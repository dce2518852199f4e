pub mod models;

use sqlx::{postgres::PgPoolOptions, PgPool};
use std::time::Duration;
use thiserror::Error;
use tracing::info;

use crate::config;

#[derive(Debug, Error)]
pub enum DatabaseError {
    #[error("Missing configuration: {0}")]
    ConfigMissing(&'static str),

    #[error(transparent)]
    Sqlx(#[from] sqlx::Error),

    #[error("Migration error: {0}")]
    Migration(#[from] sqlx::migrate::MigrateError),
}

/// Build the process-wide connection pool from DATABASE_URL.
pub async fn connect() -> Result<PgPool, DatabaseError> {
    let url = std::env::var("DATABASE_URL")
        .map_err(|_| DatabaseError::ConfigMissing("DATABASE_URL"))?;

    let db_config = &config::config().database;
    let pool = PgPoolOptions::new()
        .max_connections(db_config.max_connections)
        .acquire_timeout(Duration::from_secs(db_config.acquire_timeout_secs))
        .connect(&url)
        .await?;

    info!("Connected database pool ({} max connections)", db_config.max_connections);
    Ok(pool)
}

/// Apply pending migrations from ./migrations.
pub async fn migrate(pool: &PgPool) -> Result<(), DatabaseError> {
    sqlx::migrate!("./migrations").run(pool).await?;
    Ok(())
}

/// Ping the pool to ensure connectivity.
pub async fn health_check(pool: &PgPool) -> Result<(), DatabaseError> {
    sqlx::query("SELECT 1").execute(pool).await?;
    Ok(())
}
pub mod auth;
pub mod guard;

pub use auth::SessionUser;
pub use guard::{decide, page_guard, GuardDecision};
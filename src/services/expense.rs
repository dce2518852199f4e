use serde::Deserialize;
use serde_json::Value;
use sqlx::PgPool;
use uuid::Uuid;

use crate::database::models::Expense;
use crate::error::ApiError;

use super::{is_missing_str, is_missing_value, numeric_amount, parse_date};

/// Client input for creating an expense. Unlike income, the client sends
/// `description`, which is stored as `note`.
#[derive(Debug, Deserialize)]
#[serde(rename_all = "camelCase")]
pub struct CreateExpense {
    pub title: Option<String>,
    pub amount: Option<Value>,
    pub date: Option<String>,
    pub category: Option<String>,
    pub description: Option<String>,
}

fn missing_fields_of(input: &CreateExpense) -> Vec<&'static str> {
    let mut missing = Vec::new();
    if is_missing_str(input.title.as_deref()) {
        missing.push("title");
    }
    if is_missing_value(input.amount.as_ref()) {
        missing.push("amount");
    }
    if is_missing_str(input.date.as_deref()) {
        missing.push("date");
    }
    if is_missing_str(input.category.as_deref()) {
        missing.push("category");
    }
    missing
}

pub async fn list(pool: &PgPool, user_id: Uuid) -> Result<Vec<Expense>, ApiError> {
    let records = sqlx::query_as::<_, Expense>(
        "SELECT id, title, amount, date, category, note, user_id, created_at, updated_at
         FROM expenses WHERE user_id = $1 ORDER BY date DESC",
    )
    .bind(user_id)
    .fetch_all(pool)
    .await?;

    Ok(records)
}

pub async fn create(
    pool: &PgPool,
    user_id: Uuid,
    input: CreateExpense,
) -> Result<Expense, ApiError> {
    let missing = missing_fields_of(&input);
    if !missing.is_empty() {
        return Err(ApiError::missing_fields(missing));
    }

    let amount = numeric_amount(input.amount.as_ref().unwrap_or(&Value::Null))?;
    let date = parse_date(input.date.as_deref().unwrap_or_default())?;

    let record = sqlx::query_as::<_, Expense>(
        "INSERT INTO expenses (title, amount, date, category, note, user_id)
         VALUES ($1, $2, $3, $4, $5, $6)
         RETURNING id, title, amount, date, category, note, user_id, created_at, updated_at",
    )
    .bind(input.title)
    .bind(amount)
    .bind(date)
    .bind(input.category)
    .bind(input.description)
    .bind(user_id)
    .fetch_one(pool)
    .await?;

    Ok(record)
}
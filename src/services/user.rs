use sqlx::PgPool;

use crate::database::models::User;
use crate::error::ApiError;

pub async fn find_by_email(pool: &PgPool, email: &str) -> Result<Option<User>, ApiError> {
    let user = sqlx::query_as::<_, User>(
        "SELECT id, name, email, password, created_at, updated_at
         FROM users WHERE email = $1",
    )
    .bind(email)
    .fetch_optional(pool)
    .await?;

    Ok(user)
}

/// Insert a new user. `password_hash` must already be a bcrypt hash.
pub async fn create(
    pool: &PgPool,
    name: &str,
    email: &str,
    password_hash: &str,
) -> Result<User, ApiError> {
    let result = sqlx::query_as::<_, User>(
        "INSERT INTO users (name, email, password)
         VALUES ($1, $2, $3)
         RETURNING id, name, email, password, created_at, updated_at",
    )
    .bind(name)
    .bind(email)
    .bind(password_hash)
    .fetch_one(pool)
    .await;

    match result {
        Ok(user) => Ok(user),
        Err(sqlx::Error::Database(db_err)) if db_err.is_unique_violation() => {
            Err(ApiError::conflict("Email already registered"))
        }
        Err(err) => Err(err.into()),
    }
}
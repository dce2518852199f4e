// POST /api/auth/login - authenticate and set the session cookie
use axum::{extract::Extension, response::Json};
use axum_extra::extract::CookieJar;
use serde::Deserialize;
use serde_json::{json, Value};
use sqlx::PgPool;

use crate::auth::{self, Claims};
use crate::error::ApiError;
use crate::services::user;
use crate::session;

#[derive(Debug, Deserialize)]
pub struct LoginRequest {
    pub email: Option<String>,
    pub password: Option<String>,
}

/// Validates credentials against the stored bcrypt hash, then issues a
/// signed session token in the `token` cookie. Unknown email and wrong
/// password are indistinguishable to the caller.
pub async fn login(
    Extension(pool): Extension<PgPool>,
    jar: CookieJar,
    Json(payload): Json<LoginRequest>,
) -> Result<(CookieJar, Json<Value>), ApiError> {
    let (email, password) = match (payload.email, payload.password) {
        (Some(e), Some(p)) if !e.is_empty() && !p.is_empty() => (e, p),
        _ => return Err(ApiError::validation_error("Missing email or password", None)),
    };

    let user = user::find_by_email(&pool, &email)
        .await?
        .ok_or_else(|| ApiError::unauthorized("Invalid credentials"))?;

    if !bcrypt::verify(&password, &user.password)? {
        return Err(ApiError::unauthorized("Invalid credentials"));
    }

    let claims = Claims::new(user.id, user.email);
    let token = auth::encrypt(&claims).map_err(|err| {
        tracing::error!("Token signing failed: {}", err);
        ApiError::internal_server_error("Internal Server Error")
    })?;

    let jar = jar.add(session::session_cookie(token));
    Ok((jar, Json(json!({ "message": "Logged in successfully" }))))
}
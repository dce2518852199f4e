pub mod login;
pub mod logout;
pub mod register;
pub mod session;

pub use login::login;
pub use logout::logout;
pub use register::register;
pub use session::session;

────────────────────────────────────────

Exercise prompt =
Write out the whole listing again, keeping every character as it is.

Reply to the exercise =
repository dce2518852199f4e
pub mod models;

use sqlx::{postgres::PgPoolOptions, PgPool};
use std::time::Duration;
use thiserror::Error;
use tracing::info;

use crate::config;

#[derive(Debug, Error)]
pub enum DatabaseError {
    #[error("Missing configuration: {0}")]
    ConfigMissing(&'static str),

    #[error(transparent)]
    Sqlx(#[from] sqlx::Error),

    #[error("Migration error: {0}")]
    Migration(#[from] sqlx::migrate::MigrateError),
}

/// Build the process-wide connection pool from DATABASE_URL.
pub async fn connect() -> Result<PgPool, DatabaseError> {
    let url = std::env::var("DATABASE_URL")
        .map_err(|_| DatabaseError::ConfigMissing("DATABASE_URL"))?;

    let db_config = &config::config().database;
    let pool = PgPoolOptions::new()
        .max_connections(db_config.max_connections)
        .acquire_timeout(Duration::from_secs(db_config.acquire_timeout_secs))
        .connect(&url)
        .await?;

    info!("Connected database pool ({} max connections)", db_config.max_connections);
    Ok(pool)
}

/// Apply pending migrations from ./migrations.
pub async fn migrate(pool: &PgPool) -> Result<(), DatabaseError> {
    sqlx::migrate!("./migrations").run(pool).await?;
    Ok(())
}

/// Ping the pool to ensure connectivity.
pub async fn health_check(pool: &PgPool) -> Result<(), DatabaseError> {
    sqlx::query("SELECT 1").execute(pool).await?;
    Ok(())
}
pub mod auth;
pub mod guard;

pub use auth::SessionUser;
pub use guard::{decide, page_guard, GuardDecision};
filename src/services/expense.rs
repository dce2518852199f4e
use serde::Deserialize;
use serde_json::Value;
use sqlx::PgPool;
use uuid::Uuid;

use crate::database::models::Expense;
use crate::error::ApiError;

use super::{is_missing_str, is_missing_value, numeric_amount, parse_date};

/// Client input for creating an expense. Unlike income, the client sends
/// `description`, which is stored as `note`.
#[derive(Debug, Deserialize)]
#[serde(rename_all = "camelCase")]
pub struct CreateExpense {
    pub title: Option<String>,
    pub amount: Option<Value>,
    pub date: Option<String>,
    pub category: Option<String>,
    pub description: Option<String>,
}

fn missing_fields_of(input: &CreateExpense) -> Vec<&'static str> {
    let mut missing = Vec::new();
    if is_missing_str(input.title.as_deref()) {
        missing.push("title");
    }
    if is_missing_value(input.amount.as_ref()) {
        missing.push("amount");
    }
    if is_missing_str(input.date.as_deref()) {
        missing.push("date");
    }
    if is_missing_str(input.category.as_deref()) {
        missing.push("category");
    }
    missing
}

pub async fn list(pool: &PgPool, user_id: Uuid) -> Result<Vec<Expense>, ApiError> {
    let records = sqlx::query_as::<_, Expense>(
        "SELECT id, title, amount, date, category, note, user_id, created_at, updated_at
         FROM expenses WHERE user_id = $1 ORDER BY date DESC",
    )
    .bind(user_id)
    .fetch_all(pool)
    .await?;

    Ok(records)
}

pub async fn create(
    pool: &PgPool,
    user_id: Uuid,
    input: CreateExpense,
) -> Result<Expense, ApiError> {
    let missing = missing_fields_of(&input);
    if !missing.is_empty() {
        return Err(ApiError::missing_fields(missing));
    }

    let amount = numeric_amount(input.amount.as_ref().unwrap_or(&Value::Null))?;
    let date = parse_date(input.date.as_deref().unwrap_or_default())?;

    let record = sqlx::query_as::<_, Expense>(
        "INSERT INTO expenses (title, amount, date, category, note, user_id)
         VALUES ($1, $2, $3, $4, $5, $6)
         RETURNING id, title, amount, date, category, note, user_id, created_at, updated_at",
    )
    .bind(input.title)
    .bind(amount)
    .bind(date)
    .bind(input.category)
    .bind(input.description)
    .bind(user_id)
    .fetch_one(pool)
    .await?;

    Ok(record)
}
filename src/services/user.rs
use sqlx::PgPool;

use crate::database::models::User;
use crate::error::ApiError;

pub async fn find_by_email(pool: &PgPool, email: &str) -> Result<Option<User>, ApiError> {
    let user = sqlx::query_as::<_, User>(
        "SELECT id, name, email, password, created_at, updated_at
         FROM users WHERE email = $1",
    )
    .bind(email)
    .fetch_optional(pool)
    .await?;

    Ok(user)
}

/// Insert a new user. `password_hash` must already be a bcrypt hash.
pub async fn create(
    pool: &PgPool,
    name: &str,
    email: &str,
    password_hash: &str,
) -> Result<User, ApiError> {
    let result = sqlx::query_as::<_, User>(
        "INSERT INTO users (name, email, password)
         VALUES ($1, $2, $3)
         RETURNING id, name, email, password, created_at, updated_at",
    )
    .bind(name)
    .bind(email)
    .bind(password_hash)
    .fetch_one(pool)
    .await;

    match result {
        Ok(user) => Ok(user),
        Err(sqlx::Error::Database(db_err)) if db_err.is_unique_violation() => {
            Err(ApiError::conflict("Email already registered"))
        }
        Err(err) => Err(err.into()),
    }
}
repository dce2518852199f4e
// POST /api/auth/login - authenticate and set the session cookie
use axum::{extract::Extension, response::Json};
use axum_extra::extract::CookieJar;
use serde::Deserialize;
use serde_json::{json, Value};
use sqlx::PgPool;

use crate::auth::{self, Claims};
use crate::error::ApiError;
use crate::services::user;
use crate::session;

#[derive(Debug, Deserialize)]
pub struct LoginRequest {
    pub email: Option<String>,
    pub password: Option<String>,
}

/// Validates credentials against the stored bcrypt hash, then issues a
/// signed session token in the `token` cookie. Unknown email and wrong
/// password are indistinguishable to the caller.
pub async fn login(
    Extension(pool): Extension<PgPool>,
    jar: CookieJar,
    Json(payload): Json<LoginRequest>,
) -> Result<(CookieJar, Json<Value>), ApiError> {
    let (email, password) = match (payload.email, payload.password) {
        (Some(e), Some(p)) if !e.is_empty() && !p.is_empty() => (e, p),
        _ => return Err(ApiError::validation_error("Missing email or password", None)),
    };

    let user = user::find_by_email(&pool, &email)
        .await?
        .ok_or_else(|| ApiError::unauthorized("Invalid credentials"))?;

    if !bcrypt::verify(&password, &user.password)? {
        return Err(ApiError::unauthorized("Invalid credentials"));
    }

    let claims = Claims::new(user.id, user.email);
    let token = auth::encrypt(&claims).map_err(|err| {
        tracing::error!("Token signing failed: {}", err);
        ApiError::internal_server_error("Internal Server Error")
    })?;

    let jar = jar.add(session::session_cookie(token));
    Ok((jar, Json(json!({ "message": "Logged in successfully" }))))
}
repository dce2518852199f4e
pub mod login;
pub mod logout;
pub mod register;
pub mod session;

pub use login::login;
pub use logout::logout;
pub use register::register;
pub use session::session;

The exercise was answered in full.